··· SUPPLIED MATERIAL
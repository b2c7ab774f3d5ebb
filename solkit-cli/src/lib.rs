pub mod cli;
pub mod config;
pub mod provider;

use anyhow::{anyhow, bail, Context, Result};
use clap::Parser;
use cli::{Cli, Commands, FeePayerArg, TransferCmd};
use config::{load_config, CliConfig};
use provider::KeypairFileProvider;
use solana_sdk::{pubkey::Pubkey, signature::Signature};
use solkit_connector::{
    connectors::{FeePayer, InjectedConnector, ProviderRegistry, TransferArgs},
    Client, Cluster, TransactionIntent,
};
use std::{str::FromStr, sync::Arc};

/// Parses arguments, loads configuration and logging, then runs one command.
pub async fn run() -> Result<()> {
    let cli = Cli::parse();

    let mut config = load_config(cli.config.as_deref())?;
    if let Some(name) = &cli.cluster {
        config.connector.cluster =
            Cluster::by_name(name).ok_or_else(|| anyhow!("Unknown cluster '{name}'"))?;
    }
    solkit_logger::init(&config.cli.log)?;
    tracing::debug!("Configuration loaded: {:#?}", &config);

    let client = build_client(&config)?;
    execute(&client, cli.command).await
}

/// Builds a client whose only wallet is the configured keypair file.
pub fn build_client(config: &CliConfig) -> Result<Client> {
    let registry = Arc::new(ProviderRegistry::new());
    if let Some(path) = &config.cli.keypair_path {
        let provider = KeypairFileProvider::load(path)?;
        registry.register_provider(KeypairFileProvider::NAME, Arc::new(provider));
    }
    let wallet = InjectedConnector::new(KeypairFileProvider::NAME, registry);
    Ok(Client::new(&config.connector, vec![wallet.into()])?)
}

fn unavailable() -> anyhow::Error {
    anyhow!(
        "Wallet '{}' is unavailable, set cli.keypair-path",
        InjectedConnector::connector_name(KeypairFileProvider::NAME)
    )
}

fn parse_address(raw: &str) -> Result<Pubkey> {
    Pubkey::from_str(raw).with_context(|| format!("Invalid address '{raw}'"))
}

pub async fn execute(client: &Client, command: Commands) -> Result<()> {
    let connected = client
        .connect()
        .await
        .context("Failed to connect the wallet")?;
    if let Some(address) = connected {
        tracing::info!(cluster = %client.network().name, "Wallet {} connected", address);
    }

    match command {
        Commands::Address => {
            println!("{}", connected.ok_or_else(unavailable)?);
        }
        Commands::Balance { address } => {
            let address = address.as_deref().map(parse_address).transpose()?;
            let lamports = client.get_balance(address).await?.ok_or_else(unavailable)?;
            println!("{lamports}");
        }
        Commands::Blockhash => {
            println!("{}", client.cluster().get_latest_blockhash().await?);
        }
        Commands::Transfer(cmd) => transfer(client, cmd).await?,
        Commands::SignMessage { message } => {
            let signature = client.sign_message(&message).await?.ok_or_else(unavailable)?;
            println!("{signature}");
        }
        Commands::Watch { signature } => {
            let signature = Signature::from_str(&signature)
                .with_context(|| format!("Invalid signature '{signature}'"))?;
            watch(client, &signature).await?;
        }
        Commands::Name { address } => {
            let address = address.as_deref().map(parse_address).transpose()?;
            match client.fetch_name(address).await? {
                Some(name) => println!("{name}"),
                None => println!("(no name)"),
            }
        }
    }
    Ok(())
}

async fn transfer(client: &Client, cmd: TransferCmd) -> Result<()> {
    let intent = TransactionIntent::Transfer(TransferArgs {
        to: parse_address(&cmd.to)?,
        amount_in_lamports: cmd.lamports,
        fee_payer: match cmd.fee_payer {
            FeePayerArg::From => FeePayer::From,
            FeePayerArg::To => FeePayer::To,
        },
    });

    if cmd.dry_run {
        let encoded = client.sign_transaction(&intent).await?.ok_or_else(unavailable)?;
        println!("{encoded}");
        return Ok(());
    }
    let signature = client
        .sign_and_send_transaction(&intent)
        .await?
        .ok_or_else(unavailable)?;
    println!("{signature}");
    Ok(())
}

async fn watch(client: &Client, signature: &Signature) -> Result<()> {
    let mut subscription = client
        .watch_transaction(signature)
        .await?
        .ok_or_else(unavailable)?;

    tokio::select! {
        notification = subscription.next() => match notification {
            Some(value) => println!("{}", serde_json::to_string_pretty(&value)?),
            None => bail!("Subscription closed before {} was confirmed", signature),
        },
        _ = tokio::signal::ctrl_c() => {
            tracing::info!("Received Ctrl+C, stopping watch");
        }
    }
    subscription.unsubscribe().await?;
    Ok(())
}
······
AIM OF THE EXERCISE => Every word of the data above should be given again, exactly as it stands.

RESPONSE =>
repository b2c7ab774f3d5ebb
filename solkit-cli/src/lib.rs
pub mod cli;
pub mod config;
pub mod provider;

use anyhow::{anyhow, bail, Context, Result};
use clap::Parser;
use cli::{Cli, Commands, FeePayerArg, TransferCmd};
use config::{load_config, CliConfig};
use provider::KeypairFileProvider;
use solana_sdk::{pubkey::Pubkey, signature::Signature};
use solkit_connector::{
    connectors::{FeePayer, InjectedConnector, ProviderRegistry, TransferArgs},
    Client, Cluster, TransactionIntent,
};
use std::{str::FromStr, sync::Arc};

/// Parses arguments, loads configuration and logging, then runs one command.
pub async fn run() -> Result<()> {
    let cli = Cli::parse();

    let mut config = load_config(cli.config.as_deref())?;
    if let Some(name) = &cli.cluster {
        config.connector.cluster =
            Cluster::by_name(name).ok_or_else(|| anyhow!("Unknown cluster '{name}'"))?;
    }
    solkit_logger::init(&config.cli.log)?;
    tracing::debug!("Configuration loaded: {:#?}", &config);

    let client = build_client(&config)?;
    execute(&client, cli.command).await
}

/// Builds a client whose only wallet is the configured keypair file.
pub fn build_client(config: &CliConfig) -> Result<Client> {
    let registry = Arc::new(ProviderRegistry::new());
    if let Some(path) = &config.cli.keypair_path {
        let provider = KeypairFileProvider::load(path)?;
        registry.register_provider(KeypairFileProvider::NAME, Arc::new(provider));
    }
    let wallet = InjectedConnector::new(KeypairFileProvider::NAME, registry);
    Ok(Client::new(&config.connector, vec![wallet.into()])?)
}

fn unavailable() -> anyhow::Error {
    anyhow!(
        "Wallet '{}' is unavailable, set cli.keypair-path",
        InjectedConnector::connector_name(KeypairFileProvider::NAME)
    )
}

fn parse_address(raw: &str) -> Result<Pubkey> {
    Pubkey::from_str(raw).with_context(|| format!("Invalid address '{raw}'"))
}

pub async fn execute(client: &Client, command: Commands) -> Result<()> {
    let connected = client
        .connect()
        .await
        .context("Failed to connect the wallet")?;
    if let Some(address) = connected {
        tracing::info!(cluster = %client.network().name, "Wallet {} connected", address);
    }

    match command {
        Commands::Address => {
            println!("{}", connected.ok_or_else(unavailable)?);
        }
        Commands::Balance { address } => {
            let address = address.as_deref().map(parse_address).transpose()?;
            let lamports = client.get_balance(address).await?.ok_or_else(unavailable)?;
            println!("{lamports}");
        }
        Commands::Blockhash => {
            println!("{}", client.cluster().get_latest_blockhash().await?);
        }
        Commands::Transfer(cmd) => transfer(client, cmd).await?,
        Commands::SignMessage { message } => {
            let signature = client.sign_message(&message).await?.ok_or_else(unavailable)?;
            println!("{signature}");
        }
        Commands::Watch { signature } => {
            let signature = Signature::from_str(&signature)
                .with_context(|| format!("Invalid signature '{signature}'"))?;
            watch(client, &signature).await?;
        }
        Commands::Name { address } => {
            let address = address.as_deref().map(parse_address).transpose()?;
            match client.fetch_name(address).await? {
                Some(name) => println!("{name}"),
                None => println!("(no name)"),
            }
        }
    }
    Ok(())
}

async fn transfer(client: &Client, cmd: TransferCmd) -> Result<()> {
    let intent = TransactionIntent::Transfer(TransferArgs {
        to: parse_address(&cmd.to)?,
        amount_in_lamports: cmd.lamports,
        fee_payer: match cmd.fee_payer {
            FeePayerArg::From => FeePayer::From,
            FeePayerArg::To => FeePayer::To,
        },
    });

    if cmd.dry_run {
        let encoded = client.sign_transaction(&intent).await?.ok_or_else(unavailable)?;
        println!("{encoded}");
        return Ok(());
    }
    let signature = client
        .sign_and_send_transaction(&intent)
        .await?
        .ok_or_else(unavailable)?;
    println!("{signature}");
    Ok(())
}

async fn watch(client: &Client, signature: &Signature) -> Result<()> {
    let mut subscription = client
        .watch_transaction(signature)
        .await?
        .ok_or_else(unavailable)?;

    tokio::select! {
        notification = subscription.next() => match notification {
            Some(value) => println!("{}", serde_json::to_string_pretty(&value)?),
            None => bail!("Subscription closed before {} was confirmed", signature),
        },
        _ = tokio::signal::ctrl_c() => {
            tracing::info!("Received Ctrl+C, stopping watch");
        }
    }
    subscription.unsubscribe().await?;
    Ok(())
}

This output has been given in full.